BEDEVILED by red tape and insufficient manpower, the Postal Services have once again been fined for their below-par performance.
The department must now pay up a total of £20,000 to the Regulatory Committee for Posts and Communication for failing to meet EU delivery targets.
Despite an improvement over the past year, the Postal Services still have a lot of catching up to do. For next-day domestic deliveries, they fell well short of the 80 per cent target at just 62.5 per cent. That alone cost the department a £10,000 penalty.
Things were even worse when it came to mail coming in from abroad with a three-day delivery deadline: only 38.8 per cent instead of the required 85 per cent. That’s another £6,000 fine.
The remaining £4,000 was imposed for outbound mail. In this case the figures were: 57.4 per cent instead of 85 per cent for three-day deadlines, and 90.5 per cent instead of 97 per cent for five-day deadlines.
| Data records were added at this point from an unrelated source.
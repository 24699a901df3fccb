//! AG-UI Protocol Adapter
//!
//! Turns a `RunAgentInput` body into an agent run and the run's events into
//! a server-sent event stream:
//!
//! ```text
//! RUN_STARTED
//!   TOOL_CALL_START / ARGS / END   (per tool call)
//!   STATE_SNAPSHOT                 (after add_proverbs / set_proverbs)
//!   TOOL_CALL_RESULT
//!   TEXT_MESSAGE_START / CONTENT / END
//! RUN_FINISHED | RUN_ERROR
//! ```

use agent_core::{Agent, AgentEvent, Conversation, EventSink, Message};
use axum::response::sse::Event;
use proverb_agent::{ProverbSnapshot, ProverbState};
use serde::Deserialize;
use tokio_stream::{wrappers::UnboundedReceiverStream, Stream, StreamExt};

fn new_id() -> String {
    uuid::Uuid::new_v4().to_string()
}

/// Body of a `POST /` request
#[derive(Debug, Deserialize)]
#[serde(rename_all = "camelCase")]
pub struct RunAgentInput {
    #[serde(default = "new_id")]
    pub thread_id: String,

    #[serde(default = "new_id")]
    pub run_id: String,

    /// Client-held state; only `proverbs` is read
    #[serde(default)]
    pub state: Option<serde_json::Value>,

    #[serde(default)]
    pub messages: Vec<InputMessage>,

    /// Frontend tools; accepted but not offered to the model
    #[serde(default)]
    pub tools: Vec<serde_json::Value>,

    #[serde(default)]
    pub context: Vec<ContextItem>,

    #[serde(default)]
    pub forwarded_props: Option<serde_json::Value>,
}

#[derive(Debug, Deserialize)]
#[serde(rename_all = "camelCase")]
pub struct InputMessage {
    #[serde(default)]
    pub id: Option<String>,
    pub role: String,
    /// A string, or a list of typed parts
    #[serde(default)]
    pub content: serde_json::Value,
    #[serde(default)]
    pub tool_call_id: Option<String>,
}

impl InputMessage {
    /// Message text; for a list of parts, the `text` parts joined in order
    pub fn text(&self) -> String {
        match &self.content {
            serde_json::Value::String(text) => text.clone(),
            serde_json::Value::Array(parts) => parts
                .iter()
                .filter(|part| part["type"] == "text")
                .filter_map(|part| part["text"].as_str())
                .collect(),
            _ => String::new(),
        }
    }
}

#[derive(Debug, Deserialize)]
pub struct ContextItem {
    pub description: String,
    pub value: String,
}

impl RunAgentInput {
    /// Fresh run state, seeded from the client's proverb list when present
    pub fn session_state(&self, state: ProverbState) -> ProverbState {
        let Some(value) = &self.state else {
            return state;
        };
        match serde_json::from_value::<ProverbSnapshot>(value.clone()) {
            Ok(snapshot) => state.with_proverbs(snapshot.proverbs),
            Err(e) => {
                tracing::warn!(
                    run_id = %self.run_id,
                    error = %e,
                    "Ignoring unreadable client state"
                );
                state
            }
        }
    }

    /// Conversation for the agent: its system prompt, any client context,
    /// then the client's message history
    pub fn conversation(&self, agent: &Agent<ProverbState>) -> Conversation {
        let mut conversation = Conversation::with_system_prompt(agent.build_system_prompt());

        if !self.context.is_empty() {
            let context = self
                .context
                .iter()
                .map(|c| format!("- {}: {}", c.description, c.value))
                .collect::<Vec<_>>()
                .join("\n");
            conversation.push(Message::system(format!("## Context\n{context}")));
        }

        for message in &self.messages {
            let content = message.text();
            let converted = match message.role.as_str() {
                "user" => Message::user(content),
                "assistant" if content.is_empty() => continue,
                "assistant" => Message::assistant(content),
                "system" | "developer" => Message::system(content),
                "tool" => Message::tool(content, message.tool_call_id.clone()),
                other => {
                    tracing::debug!(role = other, "Skipping message with unsupported role");
                    continue;
                }
            };
            conversation.push(converted);
        }

        conversation
    }
}

/// Start the run in the background and stream its events as SSE frames
pub fn run(
    agent: std::sync::Arc<Agent<ProverbState>>,
    session: ProverbState,
    input: RunAgentInput,
) -> impl Stream<Item = Result<Event, axum::Error>> {
    let (sink, rx) = EventSink::channel();
    let mut session = input.session_state(session);
    let mut conversation = input.conversation(&agent);
    let RunAgentInput { thread_id, run_id, .. } = input;

    tracing::info!(%thread_id, %run_id, messages = conversation.len(), "Run started");
    sink.emit(AgentEvent::RunStarted {
        thread_id: thread_id.clone(),
        run_id: run_id.clone(),
    });

    tokio::spawn(async move {
        match agent.run(&mut conversation, &mut session, Some(&sink)).await {
            Ok(_) => {
                tracing::info!(%run_id, proverbs = session.proverbs().len(), "Run finished");
                sink.emit(AgentEvent::RunFinished { thread_id, run_id });
            }
            Err(e) => {
                tracing::error!(%run_id, error = %e, "Run failed");
                sink.emit(AgentEvent::RunError {
                    message: e.user_message(),
                    code: Some(e.code().into()),
                });
            }
        }
    });

    UnboundedReceiverStream::new(rx).map(|event| Event::default().json_data(event))
}

#[cfg(test)]
mod tests {
    use super::*;
    use proverb_agent::Providers;

    fn input(body: serde_json::Value) -> RunAgentInput {
        serde_json::from_value(body).unwrap()
    }

    #[test]
    fn test_minimal_body_gets_ids() {
        let input = input(serde_json::json!({}));
        assert!(!input.thread_id.is_empty());
        assert_ne!(input.thread_id, input.run_id);
        assert!(input.messages.is_empty());
    }

    #[test]
    fn test_state_hydration() {
        let body = input(serde_json::json!({
            "threadId": "t",
            "runId": "r",
            "state": {"proverbs": ["Look before you leap"], "other": 1}
        }));
        let state = body.session_state(ProverbState::new(Providers::demo()));
        assert_eq!(state.proverbs(), ["Look before you leap"]);

        let bad = input(serde_json::json!({"state": {"proverbs": "not a list"}}));
        assert!(bad.session_state(ProverbState::new(Providers::demo())).proverbs().is_empty());
    }

    #[test]
    fn test_camel_case_fields() {
        let body = input(serde_json::json!({
            "threadId": "thread-1",
            "runId": "run-1",
            "messages": [{"id": "m1", "role": "tool", "content": "[]", "toolCallId": "c1"}],
            "forwardedProps": {"x": 1}
        }));
        assert_eq!(body.thread_id, "thread-1");
        assert_eq!(body.messages[0].tool_call_id.as_deref(), Some("c1"));
        assert!(body.forwarded_props.is_some());
    }

    #[test]
    fn test_message_content_shapes() {
        let body = input(serde_json::json!({
            "messages": [
                {"role": "user", "content": "plain"},
                {"role": "user", "content": [
                    {"type": "text", "text": "first "},
                    {"type": "binary", "mimeType": "image/png", "url": "https://example.com/a.png"},
                    {"type": "text", "text": "second"}
                ]},
                {"role": "assistant", "content": null},
                {"role": "assistant"}
            ]
        }));
        let texts: Vec<String> = body.messages.iter().map(InputMessage::text).collect();
        assert_eq!(texts, ["plain", "first second", "", ""]);
    }
}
The Postal Services are the first to acknowledge their faults, but insist they cannot cope with the workload due to a combination of factors, primarily a shortage of personnel and lack of flexibility in decision-making. The latter stems from the fact the department is a government service.
Cyprus joins San Marino, Jersey, Monaco, and FYROM in being the only countries out of 43 European countries that still have a Postal Service functioning as a government department.
The well-known problems forced parliament to take an interest, and a bill was drafted last year aiming to make the Postal Service a semi-autonomous organisation.
However, the director of the Postal Services Vasos Vassiliou could not be reached for comment yesterday.